→ **PROBLEM TO SOLVE**:
In full and without alteration, return the records below.

→ **SUPPLIED RECORDS**:
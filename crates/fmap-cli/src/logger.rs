//! Logging infrastructure for the fmap CLI.
//!
//! Structured logging via the `tracing` ecosystem with verbosity flags and
//! a `RUST_LOG` override.

use tracing_subscriber::{fmt, layer::SubscriberExt, util::SubscriberInitExt, EnvFilter};

/// Initialize the tracing subscriber with the specified options.
///
/// Call once at program start. Level resolution order: `--verbose` (debug
/// for fmap crates), `--quiet` (errors only), `RUST_LOG`, then the info
/// default.
pub fn init_logger(verbose: bool, quiet: bool, no_color: bool) {
    let filter = if verbose {
        EnvFilter::new("fmap_core=debug,fmap_cli=debug")
    } else if quiet {
        EnvFilter::new("fmap_core=error,fmap_cli=error")
    } else {
        EnvFilter::try_from_default_env()
            .unwrap_or_else(|_| EnvFilter::new("fmap_core=info,fmap_cli=info"))
    };

    let fmt_layer = fmt::layer()
        .with_target(false)
        .with_level(true)
        .with_ansi(!no_color)
        .compact();

    tracing_subscriber::registry()
        .with(filter)
        .with(fmt_layer)
        .init();
}

#[cfg(test)]
mod tests {
    use super::*;

    // The global subscriber can only be installed once per process, so these
    // tests only exercise filter construction.

    #[test]
    fn verbose_filter_parses() {
        let _filter = EnvFilter::new("fmap_core=debug,fmap_cli=debug");
    }

    #[test]
    fn quiet_filter_parses() {
        let _filter = EnvFilter::new("fmap_core=error,fmap_cli=error");
    }
}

→ **SOLVED EXERCISE**:
filename crates/fmap-cli/src/logger.rs
//! Logging infrastructure for the fmap CLI.
//!
//! Structured logging via the `tracing` ecosystem with verbosity flags and
//! a `RUST_LOG` override.

use tracing_subscriber::{fmt, layer::SubscriberExt, util::SubscriberInitExt, EnvFilter};

/// Initialize the tracing subscriber with the specified options.
///
/// Call once at program start. Level resolution order: `--verbose` (debug
/// for fmap crates), `--quiet` (errors only), `RUST_LOG`, then the info
/// default.
pub fn init_logger(verbose: bool, quiet: bool, no_color: bool) {
    let filter = if verbose {
        EnvFilter::new("fmap_core=debug,fmap_cli=debug")
    } else if quiet {
        EnvFilter::new("fmap_core=error,fmap_cli=error")
    } else {
        EnvFilter::try_from_default_env()
            .unwrap_or_else(|_| EnvFilter::new("fmap_core=info,fmap_cli=info"))
    };

    let fmt_layer = fmt::layer()
        .with_target(false)
        .with_level(true)
        .with_ansi(!no_color)
        .compact();

    tracing_subscriber::registry()
        .with(filter)
        .with(fmt_layer)
        .init();
}

#[cfg(test)]
mod tests {
    use super::*;

    // The global subscriber can only be installed once per process, so these
    // tests only exercise filter construction.

    #[test]
    fn verbose_filter_parses() {
        let _filter = EnvFilter::new("fmap_core=debug,fmap_cli=debug");
    }

    #[test]
    fn quiet_filter_parses() {
        let _filter = EnvFilter::new("fmap_core=error,fmap_cli=error");
    }
}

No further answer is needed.